31 Ekim 1961’de bir basın toplantısı düzenleyen Ulaştırma Bakanı Orhan Mersinli’ye “Otomobilin prototip çalışmaları için harcanan 900 bin liradan fazla para için Devlet Plânlama Dairesinin fikri alınmış mıdır? Yahut Devlet Plânlama size bu konuda mutabakatını bildirmiş midir?” diye soruldu, hatta bir gazeteci Devlet Plânlama Dairesinin kuruluş gayelerini hatırlatıp “Her müessese bu şekilde hareket ederse ne olacaktır?” diye adeta azarladı Mersinli’yi. (Hürriyet, 1 Kasım 1961)
Mersinli, “dünya memleketlerinde araştırma ve tetkik için bütün müesseselerin bir fon ayırdıklarını”, “Devlet Plânlama Dairesinin kuruluşu ile araştırma ve geliştirme çalışmaları(nın) ayrı şeyler” olduğunu söylediyse de kâr etmedi, maliyet tartışması aldı başını gitti.
Eskişehir Cer Atölyeleri’nde imal edilen iki Devrim’in maliyetinin 450’şer bin lira olduğu sansasyonu, seri imalatta birim maliyetinin 15-20 bin liraya kadar düşeceğine ve bir aracın 25-30 bin liraya satılacağına dair haberleri gölgeledi.
Tahminî birim maliyetini ve satış fiyatını çok bulup “İthal otomobillerle rekabet edemez” diyenler de oldu.
Neticede yerli otomobil davası rafa kaldırıldı ve Devrim otomobili çürümeye terk edildi.
***
Geçmişten ders almalı ve “Türkiye’nin Otomobili” TOGG’u itibarsızlaştırmaya çalışanlara karşı uyanık olmalıyız.

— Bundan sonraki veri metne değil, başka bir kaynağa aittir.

//! Coarse visibility index over a finished layout pass.
//!
//! Elements are grouped in placement order into runs of [`UNION_SIZE`]. Each run
//! is summarized by the union of its first and last frames only. Within a run,
//! placement order follows y closely enough that this bounds the run in practice,
//! but it is an approximation: a middle element sticking out past both ends is
//! not covered.
//!
//! A query finds the first and last runs whose union rect hits the query, then
//! filters the elements of that span one by one.
//!
//! The index holds only the run summaries. Queries borrow the same element
//! slice the index was built from, which stays owned by the layout result.

use tracing::trace;

use crate::layout::attributes::LayoutAttributes;
use crate::layout::geometry::Rect;

/// Number of consecutive elements summarized by one union rect.
pub const UNION_SIZE: usize = 20;

#[derive(Debug, Clone, Default, PartialEq)]
pub struct SpatialIndex {
    element_count: usize,
    union_rects: Vec<Rect>,
    union_size: usize,
}

impl SpatialIndex {
    /// Builds the index with the default run length.
    pub fn build(elements: &[LayoutAttributes]) -> Self {
        Self::with_union_size(elements, UNION_SIZE)
    }

    /// Builds the index with an explicit run length. A length of 0 is treated as 1.
    pub fn with_union_size(elements: &[LayoutAttributes], union_size: usize) -> Self {
        let union_size = union_size.max(1);
        let union_rects = elements
            .chunks(union_size)
            .filter_map(|run| {
                let first = run.first()?.frame;
                let last = run.last()?.frame;
                Some(first.union(&last))
            })
            .collect();

        Self {
            element_count: elements.len(),
            union_rects,
            union_size,
        }
    }

    /// Number of elements the index was built over.
    pub fn len(&self) -> usize {
        self.element_count
    }

    pub fn is_empty(&self) -> bool {
        self.element_count == 0
    }

    pub fn union_rects(&self) -> &[Rect] {
        &self.union_rects
    }

    /// Elements of `elements` whose frame intersects `rect`, in placement order.
    ///
    /// `elements` must be the slice the index was built from. A shorter slice is
    /// tolerated: the scan stops at its end.
    pub fn elements_intersecting<'a>(
        &self,
        elements: &'a [LayoutAttributes],
        rect: &Rect,
    ) -> Vec<&'a LayoutAttributes> {
        let Some(first_run) = self.union_rects.iter().position(|u| u.intersects(rect)) else {
            return Vec::new();
        };
        // A forward hit guarantees a backward hit.
        let last_run = self
            .union_rects
            .iter()
            .rposition(|u| u.intersects(rect))
            .unwrap_or(first_run);

        let begin = first_run * self.union_size;
        let end = ((last_run + 1) * self.union_size).min(elements.len());
        let Some(span) = elements.get(begin..end) else {
            return Vec::new();
        };

        let hits: Vec<&LayoutAttributes> = span
            .iter()
            .filter(|a| a.frame.intersects(rect))
            .collect();

        trace!(
            first_run,
            last_run,
            scanned = end - begin,
            hits = hits.len(),
            "Spatial query"
        );
        hits
    }
}

// ────────────────────────────────────────────────────────────────────────────
// Tests
// ────────────────────────────────────────────────────────────────────────────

Yüksek kalitede ve gayet şık bir elektrikli otomobil yaptık, onun seri üretimi için geri sayıma başladık; “ama”sız “fakat”sız mutluluk, heyecan ve şükür vesilesidir bu.
TOGG çok mu pahalı olacak?
Başlangıçta öyle olabilir.
Unutmayalım ki ilk aşamada sadece birkaç bin aracın imali söz konusu.
İmalat yüz binleri bulduğunda birim maliyeti azalacak, fiyat da düşecektir inşaallah.
TOGG’un yerlilik oranının şimdilik yüzde 51’de kalması, motorunun ithal olması da heyecanımıza halel getirmemeli.
Zamanla yerlilik oranı artar, motorunu da kendimiz yaparız.
TOGG projesini yöneten Mehmet Gürcan Karakaş, Ağustos 2020’de Habertürk’ten Fatih Altaylı’ya verdiği beyanatta yerli motor için “Yapılabilir mi? Tabii ki yapılır” demiş ve buna rağmen dışarıdan motor (BOSCH) almayı tercih etmelerini şöyle izah etmişti:
“Bizim üretim ölçeğimizde yapmaktansa almak daha iyi. Biz birkaç yüz binlik üretimlerle başlamıyoruz ki! Birkaç binle başlıyoruz. Yükselecek ama başta binli rakamlar.”
Yani?
Birkaç yüz binlik üretimlere ulaşıldığında motor da yerlileşecek.
***
Daha işin başındayız.
Elimizi alıştırıyoruz.
Elimiz alıştıkça gerisi çorap söküğü gibi gelecektir.
Yerli otomobil davasında sebat edelim, heyecanımızı ve iyimserliğimizi koruyalım vesselam.